Sumatran rhinos, the world’s smallest rhino species, once flourished in Southeast Asia but are now found only in small pockets on Indonesia’s northern island of Sumatra and Indonesian Borneo.
Fewer than 80 Sumatran rhinos remain, according to the International Rhino Foundation (IRF).
In 2019, the last Malaysian Sumatran rhino died at the Borneo Rhino Sanctuary. The animal was declared extinct in Malaysia in 2015, but the death of the female, named Iman, meant the species was completely wiped out there.
The birth of the calf in Indonesia last week brings the number of Sumatran rhinos at the sanctuary to eight.
Pregnancy was not an easy process. Her mother, a rhino named Rosa, had lost eight previous pregnancies.
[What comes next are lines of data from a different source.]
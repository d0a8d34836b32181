//! In-memory symbol table
//!
//! A self-contained stand-in for the host compiler's element graph. It
//! implements [`TypeOracle`](crate::model::TypeOracle) with javac-like
//! erasure, subtyping and assignability, and ships the platform classes the
//! Bundle dictionary refers to. Classes compiled in an earlier source set are
//! declared with [`ClassDecl::from_classpath`].
//!
//! ```text
//! ClassDecl / MemberDecl → ClassTable::define → ClassSymbol / ElementSymbol
//!                                                   ↓
//!                                   TypeOracle (erasure, assignability, ...)
//! ```

mod oracle;
pub mod platform;
mod relations;
mod table;
mod types;

pub use table::{ClassDecl, ClassTable, MemberDecl};
pub use types::{ClassId, ClassKind, ClassSymbol, ElementId, ElementSymbol, TypeMirror, TypeParam};
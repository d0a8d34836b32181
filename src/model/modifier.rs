use std::fmt;
use std::str::FromStr;

use crate::common::error::Error;

/// Declaration modifiers as reported by the host compiler
#[derive(Debug, Clone, Copy, PartialEq, Eq, Hash)]
pub enum Modifier {
    Public,
    Protected,
    Private,
    Abstract,
    Static,
    Final,
    Native,
    Synchronized,
    Transient,
    Volatile,
    Strictfp,
    Default,
}

impl Modifier {
    /// Modifiers that make a field unusable from a generated sibling helper
    pub const FORBIDDEN_ON_FIELD: [Modifier; 3] = [Modifier::Private, Modifier::Static, Modifier::Final];

    pub fn as_str(&self) -> &'static str {
        match self {
            Modifier::Public => "public",
            Modifier::Protected => "protected",
            Modifier::Private => "private",
            Modifier::Abstract => "abstract",
            Modifier::Static => "static",
            Modifier::Final => "final",
            Modifier::Native => "native",
            Modifier::Synchronized => "synchronized",
            Modifier::Transient => "transient",
            Modifier::Volatile => "volatile",
            Modifier::Strictfp => "strictfp",
            Modifier::Default => "default",
        }
    }
}

impl fmt::Display for Modifier {
    fn fmt(&self, f: &mut fmt::Formatter<'_>) -> fmt::Result {
        f.write_str(self.as_str())
    }
}

/// Element kinds the host may hand over as "annotated"
#[derive(Debug, Clone, Copy, PartialEq, Eq, Hash)]
pub enum ElementKind {
    Field,
    Method,
    Constructor,
    Parameter,
}

/// Primitive type kinds, named like `javax.lang.model.type.TypeKind`
#[derive(Debug, Clone, Copy, PartialEq, Eq, Hash)]
pub enum PrimitiveKind {
    Boolean,
    Byte,
    Short,
    Int,
    Long,
    Char,
    Float,
    Double,
}

impl PrimitiveKind {
    pub const ALL: [PrimitiveKind; 8] = [
        PrimitiveKind::Boolean,
        PrimitiveKind::Byte,
        PrimitiveKind::Short,
        PrimitiveKind::Int,
        PrimitiveKind::Long,
        PrimitiveKind::Char,
        PrimitiveKind::Float,
        PrimitiveKind::Double,
    ];

    /// Source keyword, e.g. `int`
    pub fn keyword(&self) -> &'static str {
        match self {
            PrimitiveKind::Boolean => "boolean",
            PrimitiveKind::Byte => "byte",
            PrimitiveKind::Short => "short",
            PrimitiveKind::Int => "int",
            PrimitiveKind::Long => "long",
            PrimitiveKind::Char => "char",
            PrimitiveKind::Float => "float",
            PrimitiveKind::Double => "double",
        }
    }

    /// Fully-qualified name of the boxing class
    pub fn boxed_class(&self) -> &'static str {
        match self {
            PrimitiveKind::Boolean => "java.lang.Boolean",
            PrimitiveKind::Byte => "java.lang.Byte",
            PrimitiveKind::Short => "java.lang.Short",
            PrimitiveKind::Int => "java.lang.Integer",
            PrimitiveKind::Long => "java.lang.Long",
            PrimitiveKind::Char => "java.lang.Character",
            PrimitiveKind::Float => "java.lang.Float",
            PrimitiveKind::Double => "java.lang.Double",
        }
    }

    pub fn from_boxed_class(name: &str) -> Option<PrimitiveKind> {
        Self::ALL.iter().copied().find(|k| k.boxed_class() == name)
    }

    pub fn from_keyword(keyword: &str) -> Option<PrimitiveKind> {
        Self::ALL.iter().copied().find(|k| k.keyword() == keyword)
    }

    /// Direct primitive supertypes (JLS 4.10.1)
    pub fn direct_supertypes(&self) -> &'static [PrimitiveKind] {
        match self {
            PrimitiveKind::Byte => &[PrimitiveKind::Short],
            PrimitiveKind::Short | PrimitiveKind::Char => &[PrimitiveKind::Int],
            PrimitiveKind::Int => &[PrimitiveKind::Long],
            PrimitiveKind::Long => &[PrimitiveKind::Float],
            PrimitiveKind::Float => &[PrimitiveKind::Double],
            PrimitiveKind::Double | PrimitiveKind::Boolean => &[],
        }
    }

    /// Widening primitive conversion, reflexive
    pub fn widens_to(&self, target: PrimitiveKind) -> bool {
        if *self == target {
            return true;
        }
        self.direct_supertypes().iter().any(|s| s.widens_to(target))
    }
}

/// Parses upper-case kind names (`INT`, `BOOLEAN`)
impl FromStr for PrimitiveKind {
    type Err = Error;

    fn from_str(s: &str) -> Result<Self, Self::Err> {
        match s {
            "BOOLEAN" => Ok(PrimitiveKind::Boolean),
            "BYTE" => Ok(PrimitiveKind::Byte),
            "SHORT" => Ok(PrimitiveKind::Short),
            "INT" => Ok(PrimitiveKind::Int),
            "LONG" => Ok(PrimitiveKind::Long),
            "CHAR" => Ok(PrimitiveKind::Char),
            "FLOAT" => Ok(PrimitiveKind::Float),
            "DOUBLE" => Ok(PrimitiveKind::Double),
            other => Err(Error::UnknownPrimitive { name: other.to_string() }),
        }
    }
}

impl fmt::Display for PrimitiveKind {
    fn fmt(&self, f: &mut fmt::Formatter<'_>) -> fmt::Result {
        f.write_str(self.keyword())
    }
}
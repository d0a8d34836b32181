// Common test utilities
#![allow(dead_code)]

use std::cell::RefCell;
use std::collections::HashMap;

use icicle_processor::model::{ElementKind, Modifier, PrimitiveKind, TypeOracle};
use icicle_processor::processor::{ClassPlanMap, Diagnostics};
use icicle_processor::symtab::{ClassId, ClassTable, ElementId, TypeMirror};

pub const ICICLE: &str = "icepick.Icicle";

pub type Sink = Diagnostics<ElementId, ClassId>;

/// Platform table, panicking on seed failure
pub fn platform() -> ClassTable {
    ClassTable::with_platform().expect("platform classes")
}

/// Convert every `@Icicle` element of the current source set
pub fn convert_round(table: &ClassTable) -> (ClassPlanMap<ClassId>, Sink) {
    let mut sink = Sink::new();
    let plans = icicle_processor::convert(table, table.elements_annotated_with(ICICLE), &mut sink)
        .expect("conversion should succeed");
    (plans, sink)
}

/// Field suffix/cast triples of one class, for compact assertions
pub fn field_triples(plans: &ClassPlanMap<ClassId>, fqcn: &str) -> Vec<(String, Option<&'static str>, String)> {
    plans
        .get(fqcn)
        .unwrap_or_else(|| panic!("no plan for {}", fqcn))
        .fields
        .iter()
        .map(|f| (f.name.clone(), f.method_suffix, f.cast_expr.clone()))
        .collect()
}

/// Delegates to a class table and counts field scans per class
pub struct CountingOracle<'a> {
    pub inner: &'a ClassTable,
    scans: RefCell<HashMap<ClassId, usize>>,
}

impl<'a> CountingOracle<'a> {
    pub fn new(inner: &'a ClassTable) -> Self {
        Self { inner, scans: RefCell::new(HashMap::new()) }
    }

    pub fn scans_of(&self, class: ClassId) -> usize {
        self.scans.borrow().get(&class).copied().unwrap_or(0)
    }
}

impl TypeOracle for CountingOracle<'_> {
    type Type = TypeMirror;
    type Class = ClassId;
    type Element = ElementId;

    fn erasure(&self, ty: &TypeMirror) -> TypeMirror {
        self.inner.erasure(ty)
    }
    fn is_same_type(&self, a: &TypeMirror, b: &TypeMirror) -> bool {
        self.inner.is_same_type(a, b)
    }
    fn is_assignable(&self, ty: &TypeMirror, target: &TypeMirror) -> bool {
        self.inner.is_assignable(ty, target)
    }
    fn declared_type(&self, class: &ClassId, args: &[TypeMirror]) -> TypeMirror {
        self.inner.declared_type(class, args)
    }
    fn array_type(&self, component: &TypeMirror) -> TypeMirror {
        self.inner.array_type(component)
    }
    fn primitive(&self, kind: PrimitiveKind) -> TypeMirror {
        self.inner.primitive(kind)
    }
    fn wildcard_extends(&self, bound: &TypeMirror) -> TypeMirror {
        self.inner.wildcard_extends(bound)
    }
    fn type_to_string(&self, ty: &TypeMirror) -> String {
        self.inner.type_to_string(ty)
    }
    fn type_element(&self, qualified_name: &str) -> Option<ClassId> {
        self.inner.type_element(qualified_name)
    }
    fn package_of(&self, class: &ClassId) -> String {
        self.inner.package_of(class)
    }
    fn qualified_name(&self, class: &ClassId) -> String {
        self.inner.qualified_name(class)
    }
    fn class_modifiers(&self, class: &ClassId) -> Vec<Modifier> {
        self.inner.class_modifiers(class)
    }
    fn class_type(&self, class: &ClassId) -> TypeMirror {
        self.inner.class_type(class)
    }
    fn superclass(&self, class: &ClassId) -> Option<TypeMirror> {
        self.inner.superclass(class)
    }
    fn as_class(&self, ty: &TypeMirror) -> Option<ClassId> {
        self.inner.as_class(ty)
    }
    fn fields_of(&self, class: &ClassId) -> Vec<ElementId> {
        *self.scans.borrow_mut().entry(*class).or_insert(0) += 1;
        self.inner.fields_of(class)
    }
    fn element_kind(&self, element: &ElementId) -> ElementKind {
        self.inner.element_kind(element)
    }
    fn simple_name(&self, element: &ElementId) -> String {
        self.inner.simple_name(element)
    }
    fn element_modifiers(&self, element: &ElementId) -> Vec<Modifier> {
        self.inner.element_modifiers(element)
    }
    fn element_type(&self, element: &ElementId) -> TypeMirror {
        self.inner.element_type(element)
    }
    fn enclosing_class(&self, element: &ElementId) -> Option<ClassId> {
        self.inner.enclosing_class(element)
    }
    fn annotations_of(&self, element: &ElementId) -> Vec<String> {
        self.inner.annotations_of(element)
    }
}
use crate::common::consts::{msg_unmappable_type, MSG_INVALID_FIELD_MODIFIER};
use crate::common::error::{Error, Result};
use crate::model::{ElementKind, Modifier, TypeOracle};

use super::diagnostics::{Diagnostic, DiagnosticCode, Messager, Subject};
use super::dictionary::TypeToMethodMap;
use super::plan::PlanField;

/// Outcome of lifting one round
#[derive(Debug, Clone, PartialEq, Eq)]
pub struct LiftedRound<C> {
    pub fields: Vec<PlanField<C>>,
    /// Enclosing classes of fields dropped as unmappable, with repeats
    pub dropped_from: Vec<C>,
}

/// Turns annotated elements into plan fields
pub struct FieldLifter<'a, O: TypeOracle + ?Sized> {
    oracle: &'a O,
    type_to_method_map: TypeToMethodMap<'a, O>,
    drop_unmappable: bool,
}

impl<'a, O: TypeOracle + ?Sized> FieldLifter<'a, O> {
    pub fn new(oracle: &'a O, drop_unmappable: bool) -> Result<Self> {
        Ok(Self {
            oracle,
            type_to_method_map: TypeToMethodMap::new(oracle)?,
            drop_unmappable,
        })
    }

    /// Private, static and final fields cannot be reached from a helper
    pub fn has_valid_modifiers<M>(&self, element: &O::Element, messager: &mut M) -> bool
    where
        M: Messager<O::Element, O::Class> + ?Sized,
    {
        let modifiers = self.oracle.element_modifiers(element);
        let is_invalid = Modifier::FORBIDDEN_ON_FIELD.iter().any(|m| modifiers.contains(m));
        if is_invalid {
            messager.print_message(Diagnostic::error(
                DiagnosticCode::InvalidFieldModifier,
                MSG_INVALID_FIELD_MODIFIER,
                Subject::Element(element.clone()),
            ));
        }
        !is_invalid
    }

    /// Lift one already validated element; `None` only when an unmappable
    /// field is dropped by configuration
    pub fn lift<M>(&self, element: &O::Element, messager: &mut M) -> Result<Option<PlanField<O::Class>>>
    where
        M: Messager<O::Element, O::Class> + ?Sized,
    {
        let name = self.oracle.simple_name(element);
        let kind = self.oracle.element_kind(element);
        if kind != ElementKind::Field {
            return Err(Error::NotAField { element: name, kind: format!("{:?}", kind).to_lowercase() });
        }
        let field_type = self.oracle.element_type(element);
        let enclosing = self
            .oracle
            .enclosing_class(element)
            .ok_or_else(|| Error::NotEnclosedByClass { element: name.clone() })?;

        let bundle_method = self.type_to_method_map.convert(&field_type);
        let type_name = self.oracle.type_to_string(&field_type);
        if bundle_method.is_none() {
            messager.print_message(Diagnostic::error(
                DiagnosticCode::UnmappableFieldType,
                msg_unmappable_type(&type_name),
                Subject::Element(element.clone()),
            ));
            if self.drop_unmappable {
                log::debug!("lift: dropping unmappable field '{}' of type {}", name, type_name);
                return Ok(None);
            }
        }

        let type_cast = match bundle_method {
            Some(method) if self.type_to_method_map.requires_type_cast(method) => format!("({})", type_name),
            _ => String::new(),
        };
        log::trace!("lift: {} : {} -> {:?} {}", name, type_name, bundle_method, type_cast);

        Ok(Some(PlanField { name, method_suffix: bundle_method, cast_expr: type_cast, enclosing }))
    }

    /// Validate then lift every element, keeping input order
    pub fn lift_all<I, M>(&self, elements: I, messager: &mut M) -> Result<Vec<PlanField<O::Class>>>
    where
        I: IntoIterator<Item = O::Element>,
        M: Messager<O::Element, O::Class> + ?Sized,
    {
        Ok(self.lift_round(elements, messager)?.fields)
    }

    /// Like [`FieldLifter::lift_all`], also recording the enclosing class of
    /// every dropped field
    pub fn lift_round<I, M>(&self, elements: I, messager: &mut M) -> Result<LiftedRound<O::Class>>
    where
        I: IntoIterator<Item = O::Element>,
        M: Messager<O::Element, O::Class> + ?Sized,
    {
        let mut round = LiftedRound { fields: Vec::new(), dropped_from: Vec::new() };
        for element in elements {
            if !self.has_valid_modifiers(&element, messager) {
                continue;
            }
            match self.lift(&element, messager)? {
                Some(field) => round.fields.push(field),
                None => round.dropped_from.extend(self.oracle.enclosing_class(&element)),
            }
        }
        Ok(round)
    }
}
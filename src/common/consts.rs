// Marker annotation that opts a field into Bundle save/restore
pub const ICICLE_ANNOTATION: &str = "icepick.Icicle";

// Environment overrides read by Config::from_env
pub const ENV_MARKER_ANNOTATION: &str = "ICICLE_MARKER_ANNOTATION";
pub const ENV_DROP_UNMAPPABLE: &str = "ICICLE_DROP_UNMAPPABLE";
pub const ENV_DEBUG: &str = "ICICLE_DEBUG";

// Diagnostics, reported verbatim to the host messager
pub const MSG_INVALID_FIELD_MODIFIER: &str = "Field must not be private, static or final";
pub const MSG_PRIVATE_ENCLOSING_CLASS: &str = "Enclosing class must not be private";

pub fn msg_unmappable_type(type_name: &str) -> String {
    format!("Don't know how to put a {} inside a Bundle", type_name)
}

// Only this wildcard form is understood by the type spelling grammar
pub const WILDCARD_EXTENDS_PREFIX: &str = "? extends ";

pub const JAVA_LANG_OBJECT: &str = "java.lang.Object";

// Container types first, then primitives, arrays, platform classes and
// the Serializable catch-all. Lookup is first-match, so order matters:
// ArrayList<Integer> must be tried before ArrayList<? extends Parcelable>.
pub const BUNDLE_DICTIONARY: &[(&str, &str)] = &[
    ("java.util.ArrayList<java.lang.Integer>", "IntegerArrayList"),
    ("java.util.ArrayList<java.lang.String>", "StringArrayList"),
    ("java.util.ArrayList<java.lang.CharSequence>", "CharSequenceArrayList"),
    ("java.util.ArrayList<? extends android.os.Parcelable>", "ParcelableArrayList"),
    ("android.util.SparseArray<? extends android.os.Parcelable>", "SparseParcelableArray"),
    ("short", "Short"),
    ("short[]", "ShortArray"),
    ("int", "Int"),
    ("int[]", "IntArray"),
    ("long", "Long"),
    ("long[]", "LongArray"),
    ("float", "Float"),
    ("float[]", "FloatArray"),
    ("double", "Double"),
    ("double[]", "DoubleArray"),
    ("byte", "Byte"),
    ("byte[]", "ByteArray"),
    ("boolean", "Boolean"),
    ("boolean[]", "BooleanArray"),
    ("char", "Char"),
    ("char[]", "CharArray"),
    ("java.lang.String", "String"),
    ("java.lang.String[]", "StringArray"),
    ("android.os.Bundle", "Bundle"),
    ("java.lang.CharSequence", "CharSequence"),
    ("java.lang.CharSequence[]", "CharSequenceArray"),
    ("android.os.Parcelable", "Parcelable"),
    ("android.os.Parcelable[]", "ParcelableArray"),
    ("java.io.Serializable", "Serializable"),
];

// Bundle getters returning a supertype of the stored value.
// ParcelableArrayList is generic on the getter side and needs no cast.
pub const REQUIRE_TYPE_CAST_METHODS: &[&str] = &[
    "IntegerArrayList",
    "StringArrayList",
    "CharSequenceArrayList",
    "SparseParcelableArray",
    "CharSequence",
    "CharSequenceArray",
    "Parcelable",
    "ParcelableArray",
    "Serializable",
];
And her father, Andatu, was the first rhino born in captivity in Indonesia, the IRF said.
The captive breeding program at the Sumatran Rhino Sanctuary, which the IRF helped build, is the only place in the country “for the Sumatran rhino to breed naturally with the support of technology and expert collaboration,” Wiratno said.
The program aims to maintain the Sumatran rhino’s survival by increasing the number of rhinos so that one day they can be reintroduced into the wild.
“Rosa’s pregnancy represents new hope for this critically endangered species,” said Nina Fascione, executive director of the IRF, in a statement. “This is an important occasion for a critically endangered species. We share the emotion of this birth with the world!”
Several factors have contributed to the decline in the rhino population. Initially, it was caused by poaching for its horns, which were coveted as ingredients in traditional Asian medicine. It was later exacerbated by fragmented habitats and human encroachment on the environment, which prevent rhinos from herding and breeding.
Without intervention, the IRF said the Sumatran rhino will be extinct in a matter of decades.
International rhino experts and the Indonesian government decided to relocate the animals to a captive breeding program as the only way to save the species.
The Sumatran rhino calf follows the birth of five Javan rhinos — also critically endangered — in Ujung Kulon National Park in 2021.
There are now only five rhino species left in the entire world, and all are endangered. Some subspecies have already disappeared; the western black rhino, native to west africa, was declared extinct in 2013 due to poaching. And the last male northern white rhino died in 2020.